Your assignment = The records that follow are to be transcribed word for word.

Given data =
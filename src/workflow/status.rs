use crate::api::HrApi;
use crate::model::TravelDocumentRecord;
use tracing::{debug, warn};

/// Where the employee stands with their one-time submission.
#[derive(Debug, Clone, PartialEq, Default)]
pub enum SubmissionState {
    /// Status not confirmed yet; only a loading indicator is shown.
    #[default]
    Unknown,
    /// Locked. Carries the record for the read-only view when it could be fetched.
    Submitted(Option<TravelDocumentRecord>),
    /// Editable. Carries a saved draft to prefill from, if any.
    NotSubmitted(Option<TravelDocumentRecord>),
}

impl SubmissionState {
    pub fn is_submitted(&self) -> bool {
        matches!(self, SubmissionState::Submitted(_))
    }

    pub fn record(&self) -> Option<&TravelDocumentRecord> {
        match self {
            SubmissionState::Unknown => None,
            SubmissionState::Submitted(r) | SubmissionState::NotSubmitted(r) => r.as_ref(),
        }
    }
}

async fn fetch_record<A: HrApi>(api: &A) -> Option<TravelDocumentRecord> {
    match api.my_travel_documents().await {
        Ok(record) => record,
        Err(e) => {
            warn!(error = %e, "failed to fetch travel documents");
            None
        }
    }
}

/// Ask the status endpoint, falling back to the full record when it fails.
///
/// Never returns `Unknown`. If both endpoints fail the result is `NotSubmitted(None)` so
/// a first submission is never blocked by a flaky server.
pub async fn resolve_submission_state<A: HrApi>(api: &A) -> SubmissionState {
    match api.submission_status().await {
        Ok(status) if status.is_submitted => {
            debug!("status endpoint reports submitted");
            SubmissionState::Submitted(fetch_record(api).await)
        }
        Ok(_) => SubmissionState::NotSubmitted(fetch_record(api).await),
        Err(e) => {
            warn!(error = %e, "status endpoint failed, checking full record instead");
            match api.my_travel_documents().await {
                Ok(Some(record)) if record.is_submitted => {
                    SubmissionState::Submitted(Some(record))
                }
                Ok(record) => SubmissionState::NotSubmitted(record),
                Err(e) => {
                    warn!(error = %e, "fallback document check failed, assuming not submitted");
                    SubmissionState::NotSubmitted(None)
                }
            }
        }
    }
}
//! Employee-side travel-document workflow.
//!
//! Resolves whether the employee's documents are already locked, validates the form,
//! and performs the one-time submission.

mod controller;
pub mod form;
mod status;

pub use controller::{SubmissionController, WorkflowError};
pub use form::SubmissionForm;
pub use status::SubmissionState;
async fn documents(
    args: &Cli,
    store: &SessionStore,
    query: AdminDocumentQuery,
    json: bool,
) -> Result<()> {
    let (client, _) = admin_client(args, store)?;
    let page = client
        .admin_travel_documents(&query)
        .await
        .map_err(|e| anyhow::anyhow!(e.user_message("Failed to fetch travel documents")))?;

    // Opening the listing counts as seeing the expiring-documents badge.
    if let Ok(count) = client.expiring_document_count().await {
        store.update_badge(|b| b.mark_viewed(count, now_rfc3339()))?;
    }

    let output = Output::spawn();
    if json {
        output.out(serde_json::to_string_pretty(&page)?);
    } else {
        output.lines(crate::text_summary::listing_lines(
            &page,
            query.page.unwrap_or(1),
            crate::expiry::today(),
        ));
    }
    output.finish().await;
    Ok(())
}

async fn scan(args: &Cli, store: &SessionStore) -> Result<()> {
    let (client, _) = admin_client(args, store)?;
    let mut scanner = ExpiryScanner::new();
    let report = scanner
        .scan(&client, crate::expiry::today())
        .await
        .context("Error checking for critical expiring documents")?;

    let output = Output::spawn();
    for alert in &report.alerts {
        output.err(alert.to_message());
    }
    output.lines(crate::text_summary::scan_lines(&report));
    output.finish().await;
    Ok(())
}

async fn badges(args: &Cli, store: &SessionStore) -> Result<()> {
    let (client, mut session) = admin_client(args, store)?;
    let snapshot = crate::badge::poll_badges(&client, &mut session.badge).await;
    store.save(&session)?;

    let output = Output::spawn();
    output.out(snapshot.to_message());
    output.finish().await;
    Ok(())
}

async fn watch(args: &Cli, store: &SessionStore, cfg: WatchConfig) -> Result<()> {
    let (client, _) = admin_client(args, store)?;
    let output = Output::spawn();
    let (event_tx, mut event_rx) = mpsc::unbounded_channel::<WatchEvent>();

    let printer_tx = output.tx.clone();
    let printer = tokio::spawn(async move {
        while let Some(ev) = event_rx.recv().await {
            let line = match ev {
                WatchEvent::Alert(alert) => OutputLine::Stderr(alert.to_message()),
                WatchEvent::Badges(snapshot) => OutputLine::Stdout(snapshot.to_message()),
                WatchEvent::Info(info) => OutputLine::Stderr(info.to_message()),
            };
            let _ = printer_tx.send(line);
        }
    });

    let _ = event_tx.send(WatchEvent::Info(InfoEvent::Message(format!(
        "Watching {} (Ctrl-C to stop)",
        client.base_url()
    ))));
    let shutdown = async {
        let _ = tokio::signal::ctrl_c().await;
    };
    run_watch(&client, store, cfg, event_tx, shutdown).await;

    let _ = printer.await;
    output.finish().await;
    Ok(())
}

Exercise solution =
filename src/workflow/status.rs
use crate::api::HrApi;
use crate::model::TravelDocumentRecord;
use tracing::{debug, warn};

/// Where the employee stands with their one-time submission.
#[derive(Debug, Clone, PartialEq, Default)]
pub enum SubmissionState {
    /// Status not confirmed yet; only a loading indicator is shown.
    #[default]
    Unknown,
    /// Locked. Carries the record for the read-only view when it could be fetched.
    Submitted(Option<TravelDocumentRecord>),
    /// Editable. Carries a saved draft to prefill from, if any.
    NotSubmitted(Option<TravelDocumentRecord>),
}

impl SubmissionState {
    pub fn is_submitted(&self) -> bool {
        matches!(self, SubmissionState::Submitted(_))
    }

    pub fn record(&self) -> Option<&TravelDocumentRecord> {
        match self {
            SubmissionState::Unknown => None,
            SubmissionState::Submitted(r) | SubmissionState::NotSubmitted(r) => r.as_ref(),
        }
    }
}

async fn fetch_record<A: HrApi>(api: &A) -> Option<TravelDocumentRecord> {
    match api.my_travel_documents().await {
        Ok(record) => record,
        Err(e) => {
            warn!(error = %e, "failed to fetch travel documents");
            None
        }
    }
}

/// Ask the status endpoint, falling back to the full record when it fails.
///
/// Never returns `Unknown`. If both endpoints fail the result is `NotSubmitted(None)` so
/// a first submission is never blocked by a flaky server.
pub async fn resolve_submission_state<A: HrApi>(api: &A) -> SubmissionState {
    match api.submission_status().await {
        Ok(status) if status.is_submitted => {
            debug!("status endpoint reports submitted");
            SubmissionState::Submitted(fetch_record(api).await)
        }
        Ok(_) => SubmissionState::NotSubmitted(fetch_record(api).await),
        Err(e) => {
            warn!(error = %e, "status endpoint failed, checking full record instead");
            match api.my_travel_documents().await {
                Ok(Some(record)) if record.is_submitted => {
                    SubmissionState::Submitted(Some(record))
                }
                Ok(record) => SubmissionState::NotSubmitted(record),
                Err(e) => {
                    warn!(error = %e, "fallback document check failed, assuming not submitted");
                    SubmissionState::NotSubmitted(None)
                }
            }
        }
    }
}
//! Employee-side travel-document workflow.
//!
//! Resolves whether the employee's documents are already locked, validates the form,
//! and performs the one-time submission.

mod controller;
pub mod form;
mod status;

pub use controller::{SubmissionController, WorkflowError};
pub use form::SubmissionForm;
pub use status::SubmissionState;
async fn documents(
    args: &Cli,
    store: &SessionStore,
    query: AdminDocumentQuery,
    json: bool,
) -> Result<()> {
    let (client, _) = admin_client(args, store)?;
    let page = client
        .admin_travel_documents(&query)
        .await
        .map_err(|e| anyhow::anyhow!(e.user_message("Failed to fetch travel documents")))?;

    // Opening the listing counts as seeing the expiring-documents badge.
    if let Ok(count) = client.expiring_document_count().await {
        store.update_badge(|b| b.mark_viewed(count, now_rfc3339()))?;
    }

    let output = Output::spawn();
    if json {
        output.out(serde_json::to_string_pretty(&page)?);
    } else {
        output.lines(crate::text_summary::listing_lines(
            &page,
            query.page.unwrap_or(1),
            crate::expiry::today(),
        ));
    }
    output.finish().await;
    Ok(())
}

async fn scan(args: &Cli, store: &SessionStore) -> Result<()> {
    let (client, _) = admin_client(args, store)?;
    let mut scanner = ExpiryScanner::new();
    let report = scanner
        .scan(&client, crate::expiry::today())
        .await
        .context("Error checking for critical expiring documents")?;

    let output = Output::spawn();
    for alert in &report.alerts {
        output.err(alert.to_message());
    }
    output.lines(crate::text_summary::scan_lines(&report));
    output.finish().await;
    Ok(())
}

async fn badges(args: &Cli, store: &SessionStore) -> Result<()> {
    let (client, mut session) = admin_client(args, store)?;
    let snapshot = crate::badge::poll_badges(&client, &mut session.badge).await;
    store.save(&session)?;

    let output = Output::spawn();
    output.out(snapshot.to_message());
    output.finish().await;
    Ok(())
}

async fn watch(args: &Cli, store: &SessionStore, cfg: WatchConfig) -> Result<()> {
    let (client, _) = admin_client(args, store)?;
    let output = Output::spawn();
    let (event_tx, mut event_rx) = mpsc::unbounded_channel::<WatchEvent>();

    let printer_tx = output.tx.clone();
    let printer = tokio::spawn(async move {
        while let Some(ev) = event_rx.recv().await {
            let line = match ev {
                WatchEvent::Alert(alert) => OutputLine::Stderr(alert.to_message()),
                WatchEvent::Badges(snapshot) => OutputLine::Stdout(snapshot.to_message()),
                WatchEvent::Info(info) => OutputLine::Stderr(info.to_message()),
            };
            let _ = printer_tx.send(line);
        }
    });

    let _ = event_tx.send(WatchEvent::Info(InfoEvent::Message(format!(
        "Watching {} (Ctrl-C to stop)",
        client.base_url()
    ))));
    let shutdown = async {
        let _ = tokio::signal::ctrl_c().await;
    };
    run_watch(&client, store, cfg, event_tx, shutdown).await;

    let _ = printer.await;
    output.finish().await;
    Ok(())
}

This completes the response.